Preconceito Linguístico
Enviada em 25/10/2018
Promulgada pela ONU em 1948, a Declaração Universal dos Direitos Humanos, em vigor até os dias atuais, prevê o acesso a respeito e ao bem-estar social. Conquanto, a ocorrência do Preconceito Linguístico, neste país, impede que parcela da população desfrute desses direitos. Assim, deve-se analisar como a escola e a desigualdade social influenciam na questão.
Em primeiro lugar, percebe-se a escola como principal responsável pelo preconceito com formas de expressão. De maneira análoga à escritora Helen Keller, apenas a educação põe fim na intolerância. No entanto, os casos de preconceito linguístico nas escolas, violam esse direito, principalmente no que se refere à hipervalorização da norma culta e posterior repulsa às variantes menos prestigiadas. Analogamente, tem-se em vista que mais de 44% da população, tristemente, já sofreu atos de intolerância por fazer uso da variante que conhece, segundo o portal “G1”.

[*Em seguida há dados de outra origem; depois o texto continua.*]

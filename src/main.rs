mod cli;

use crate::cli::app::App;
use crate::cli::args::{Args, Command};
use anyhow::{Context, Result};
use clap::Parser;
use std::fs::File;
use std::path::Path;
use std::sync::Mutex;
use tracing_subscriber::{EnvFilter, fmt, layer::SubscriberExt, util::SubscriberInitExt};

#[tokio::main]
async fn main() -> Result<()> {
    let args = Args::parse();
    let command = args.command();

    init_tracing(args.log_file.as_deref(), matches!(command, Command::Tui))?;

    let controller =
        moviedesk::connect(args.api_config()).context("invalid API configuration")?;

    match command {
        Command::Tui => {
            let mut app = App::new(controller);
            app.run().await.context("terminal UI failed")?;
        }
        Command::List { query, genre, sort } => {
            cli::commands::list(controller, &query, &genre, sort).await?
        }
        Command::Stats => cli::commands::stats(controller).await?,
        Command::Health => cli::commands::health(controller).await?,
    }

    Ok(())
}

/// Logs go to `log_file` when given. Otherwise one-shot commands log to
/// stderr and the TUI, which owns the terminal, does not log at all.
fn init_tracing(log_file: Option<&Path>, interactive: bool) -> Result<()> {
    let filter =
        EnvFilter::try_from_default_env().unwrap_or_else(|_| EnvFilter::new("moviedesk=info"));

    match log_file {
        Some(path) => {
            let file = File::create(path)
                .with_context(|| format!("failed to open log file {}", path.display()))?;
            tracing_subscriber::registry()
                .with(filter)
                .with(fmt::layer().with_ansi(false).with_writer(Mutex::new(file)))
                .init();
        }
        None if interactive => {}
        None => {
            tracing_subscriber::registry()
                .with(filter)
                .with(fmt::layer().with_writer(std::io::stderr))
                .init();
        }
    }

    Ok(())
}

Além disso, toma-se a desigualdade social como impulsionadora da questão. Entretanto, faltam medidas efetivas tomadas pelas autoridades competentes. Isso, consoante ao pensamento de Marthin Luther King de que apenas a justiça muda o mundo, expõe que esse conceito encontra-se deturpado no cenário nacional, à medida que os investimentos na educação e igualdade social, só decrescem. Dessa forma, infelizmente, a desigualdade é comum, muitas pessoas fazem uso da variante que aprenderam na socialização e sofrem ridicularização por parte da sociedade abastada e até mesmo em programas midiáticos.
Portanto, diante do exposto, o Ministério da Educação deve atuar com ONGs, na implementação de campanhas contra o preconceito, por intermédio de apresentações artísticas, jogos e palestras que fomentem o respeito à pluralidade, com distribuição de materiais presenciais e em propagandas, a fim de amenizar o preconceito sofrido pelas camadas menos prestigiadas. Outrossim, tornar-se-á o Brasil, de uma vez por todas, um país de igualdade social.